Oggi, di fronte alla realtà drammatica di un conflitto bellico che insanguina l’Europa, il punto di fondo è di stabilire se esistono beni spirituali e morali di valore tale da meritare di essere difesi anche a costo di subire gli orrori della guerra moderna. Posto di fronte alla scelta tra beni legittimi, ma di qualità diversa, quali il benessere materiale del popolo o il suo patrimonio morale, l’uomo di governo dovrà sempre anteporre i beni superiori a quelli inferiori, anche a costo di sacrificare questi ultimi in una guerra. Per le anime cristiane, infatti, la guerra e la morte non sono necessariamente il male maggiore. La guerra, come ha osservato Romano Amerio, è l’estremo dei mali solo per chi adotta la veduta irreligiosa che ravvisa il bene supremo nella vita, e non nel fine trascendente alla vita (Iota unum, Ricciardi, Milano-Napoli 1985, p. 379). Per chi al contrario afferma il primato della vita dello spirito su quella della materia, la proporzione tra i mali causati dalla guerra e il bene che con essa si intende proteggere sarà sempre in favore del bene, purché il diritto rivendicato e offeso sia importante. 

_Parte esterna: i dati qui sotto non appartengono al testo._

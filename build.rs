use std::env;
use std::path::PathBuf;

fn main() {
    println!("cargo:rerun-if-env-changed=XILINX_XRT");
    println!("cargo:rerun-if-env-changed=CARGO_FEATURE_XRT");

    // The simulator needs nothing from the host; only the `xrt` feature links
    // against the OpenCL ICD loader shipped with XRT.
    if env::var_os("CARGO_FEATURE_XRT").is_none() {
        return;
    }

    let xrt_root = env::var("XILINX_XRT").unwrap_or_else(|_| "/opt/xilinx/xrt".to_string());
    let lib_dir = PathBuf::from(&xrt_root).join("lib");
    if !lib_dir.exists() {
        println!(
            "cargo:warning=XRT library directory not found at {}. Relying on the system linker path.",
            lib_dir.display()
        );
    }
    println!("cargo:rustc-link-search=native={}", lib_dir.display());
    println!("cargo:rustc-link-lib=dylib=OpenCL");
}
#[tokio::test(start_paused = true)]
async fn test_phase_sequence_and_settle_pauses() {
    let suite = Suite::new();
    suite.add_case("testcase_1", 1, "1", false);
    let env = Arc::new(MockEnvironment::new());

    suite
        .orchestrator(&env)
        .run_with_shutdown(&suite.case_dirs(), never())
        .await;

    let events: Vec<_> = env
        .events()
        .into_iter()
        .filter(|e| e.case == "testcase_1")
        .filter(|e| !matches!(e.call, MockCall::ProducerRound { .. }))
        .collect();
    let kinds: Vec<MockCallKind> = events.iter().map(|e| e.call.kind()).collect();

    assert_eq!(kinds[0], MockCallKind::PrepareLogDirs);
    assert_eq!(kinds[1], MockCallKind::GenerateProperties);

    let start_roles: Vec<Role> = events
        .iter()
        .filter_map(|e| match &e.call {
            MockCall::Start { role, .. } => Some(*role),
            _ => None,
        })
        .collect();
    assert_eq!(
        start_roles,
        vec![
            Role::Zookeeper,
            Role::Zookeeper,
            Role::Broker,
            Role::Broker,
            Role::MigrationTool,
            Role::ConsoleConsumer,
        ]
    );

    // Coordination nodes settle 2s before brokers start.
    let last_zk = events
        .iter()
        .filter(|e| matches!(e.call, MockCall::Start { role: Role::Zookeeper, .. }))
        .last()
        .unwrap();
    let first_broker = events
        .iter()
        .find(|e| matches!(e.call, MockCall::Start { role: Role::Broker, .. }))
        .unwrap();
    assert_eq!(first_broker.at - last_zk.at, Duration::from_secs(2));

    // Brokers are stopped before coordination nodes, then the signature sweep.
    let tail: Vec<MockCallKind> = kinds
        .iter()
        .copied()
        .skip_while(|k| *k != MockCallKind::ForceTerminate)
        .collect();
    assert_eq!(
        &tail[..6],
        &[
            MockCallKind::ForceTerminate,
            MockCallKind::CollectLogs,
            MockCallKind::ValidateData,
            MockCallKind::ValidateChecksum,
            MockCallKind::RenderGraphs,
            MockCallKind::RenderDashboards,
        ]
    );
    let stop_roles: Vec<Role> = events
        .iter()
        .filter_map(|e| match &e.call {
            MockCall::Stop { role, .. } => Some(*role),
            _ => None,
        })
        .collect();
    assert_eq!(
        &stop_roles[..4],
        &[Role::Broker, Role::Broker, Role::Zookeeper, Role::Zookeeper]
    );
}

#[tokio::test(start_paused = true)]
async fn test_zero_iterations_never_touches_tool() {
    let suite = Suite::new();
    suite.add_case("testcase_1", 0, "5", true);
    let env = Arc::new(MockEnvironment::new());

    let report = suite
        .orchestrator(&env)
        .run_with_shutdown(&suite.case_dirs(), never())
        .await;

    assert_eq!(report.cases[0].outcome, CaseOutcome::Passed);
    assert_eq!(report.cases[0].bounces.as_ref().unwrap().iterations_run, 0);
    // One start, and only the teardown stop.
    let events = tool_events(&env, "testcase_1");
    assert_eq!(events.len(), 2);
    assert!(matches!(events[0].1, MockCall::Start { .. }));
    assert!(matches!(events[1].1, MockCall::Stop { .. }));
}

// ===========================================================================
// Failure isolation
// ===========================================================================

#[tokio::test(start_paused = true)]
async fn test_failing_case_does_not_stop_the_run() {
    let suite = Suite::new();
    for n in 1..=5 {
        suite.add_case(&format!("testcase_{n}"), 1, "1", true);
    }
    let env = Arc::new(MockEnvironment::new());
    env.fail_start_of(Some("testcase_2"), Role::Broker);

    let report = suite
        .orchestrator(&env)
        .run_with_shutdown(&suite.case_dirs(), never())
        .await;

    let outcomes: Vec<&str> = report.cases.iter().map(|c| c.outcome.label()).collect();
    assert_eq!(outcomes, vec!["PASSED", "FAILED", "PASSED", "PASSED", "PASSED"]);
    assert!(!report.all_passed());

    let failed = &report.cases[1];
    assert_eq!(failed.failed_phase, Some(CasePhase::StartBrokers));
    let teardown = failed.teardown.as_ref().unwrap();
    assert_eq!(teardown.stopped, vec!["zookeeper-0", "zookeeper-2"]);
    assert!(teardown.errors.is_empty());
    assert_eq!(env.count("testcase_2", MockCallKind::ForceTerminate), 1);

    assert!(env.live_handles().is_empty());
}

#[tokio::test(start_paused = true)]
async fn test_unreadable_definition_fails_before_anything_starts() {
    let suite = Suite::new();
    std::fs::create_dir_all(suite.path().join("testcase_1")).unwrap();
    suite.add_case("testcase_2", 1, "1", false);
    let env = Arc::new(MockEnvironment::new());

    let report = suite
        .orchestrator(&env)
        .run_with_shutdown(&suite.case_dirs(), never())
        .await;

    assert_eq!(report.cases[0].failed_phase, Some(CasePhase::LoadDefinition));
    assert!(env.calls_for("testcase_1").is_empty());
    assert_eq!(report.cases[1].outcome, CaseOutcome::Passed);
}

#[tokio::test(start_paused = true)]
async fn test_validation_mismatch_fails_but_graphs_render() {
    let suite = Suite::new();
    suite.add_case("testcase_1", 1, "1", false);
    let env = Arc::new(MockEnvironment::new());
    env.set_validation(false, true);

    let report = suite
        .orchestrator(&env)
        .run_with_shutdown(&suite.case_dirs(), never())
        .await;

    let case = &report.cases[0];
    assert!(matches!(&case.outcome, CaseOutcome::Failed(reason) if reason.contains("data_matched")));
    assert_eq!(case.failed_phase, Some(CasePhase::Validate));
    assert_eq!(case.validations.len(), 2);
    assert_eq!(env.count("testcase_1", MockCallKind::RenderGraphs), 1);
    assert_eq!(env.count("testcase_1", MockCallKind::RenderDashboards), 1);
}

// ===========================================================================
// Dispositions
// ===========================================================================

#[tokio::test(start_paused = true)]
async fn test_skip_and_run_lists() {
    let suite = Suite::new();
    for n in 1..=3 {
        suite.add_case(&format!("testcase_{n}"), 0, "1", false);
    }
    let env = Arc::new(MockEnvironment::new());
    let selection = TestSelection::new(
        vec!["testcase_2".to_string()],
        Some(vec!["testcase_1".to_string(), "testcase_2".to_string()]),
    );

    let report = suite
        .orchestrator(&env)
        .with_selection(selection)
        .run_with_shutdown(&suite.case_dirs(), never())
        .await;

    let outcomes: Vec<&str> = report.cases.iter().map(|c| c.outcome.label()).collect();
    assert_eq!(outcomes, vec!["PASSED", "SKIPPED", "SKIPPED"]);
    assert!(report.all_passed());
    assert!(env.calls_for("testcase_2").is_empty());
    assert!(env.calls_for("testcase_3").is_empty());
}

#[tokio::test(start_paused = true)]
async fn test_describe_only_touches_nothing() {
    let suite = Suite::new();
    suite.add_case("testcase_1", 3, "1", true);
    suite.add_case("testcase_2", 3, "1", true);
    let env = Arc::new(MockEnvironment::new());

    let report = suite
        .orchestrator(&env)
        .describe_only(true)
        .run_with_shutdown(&suite.case_dirs(), never())
        .await;

    assert!(report.cases.iter().all(|c| c.outcome == CaseOutcome::Described));
    assert!(report.cases.iter().all(|c| c.teardown.is_none()));
    assert!(env.events().is_empty());
}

Il cristiano può tollerare l’esistenza di un male, ma non lo desidera, né lo compie neppure per ragioni gravi, per ottenere il bene. Nel caso della guerra, il fine resta il bene della pace; i mezzi che egli sceglierà per raggiungere questo fine, anche se dovessero passare attraverso le armi, dovranno essere sempre buoni e giusti. Solo in questo caso una guerra potrà dirsi giusta e aspirare a restaurare, con la giustizia, la pace: opus iustitiae pax (Is 32, 17).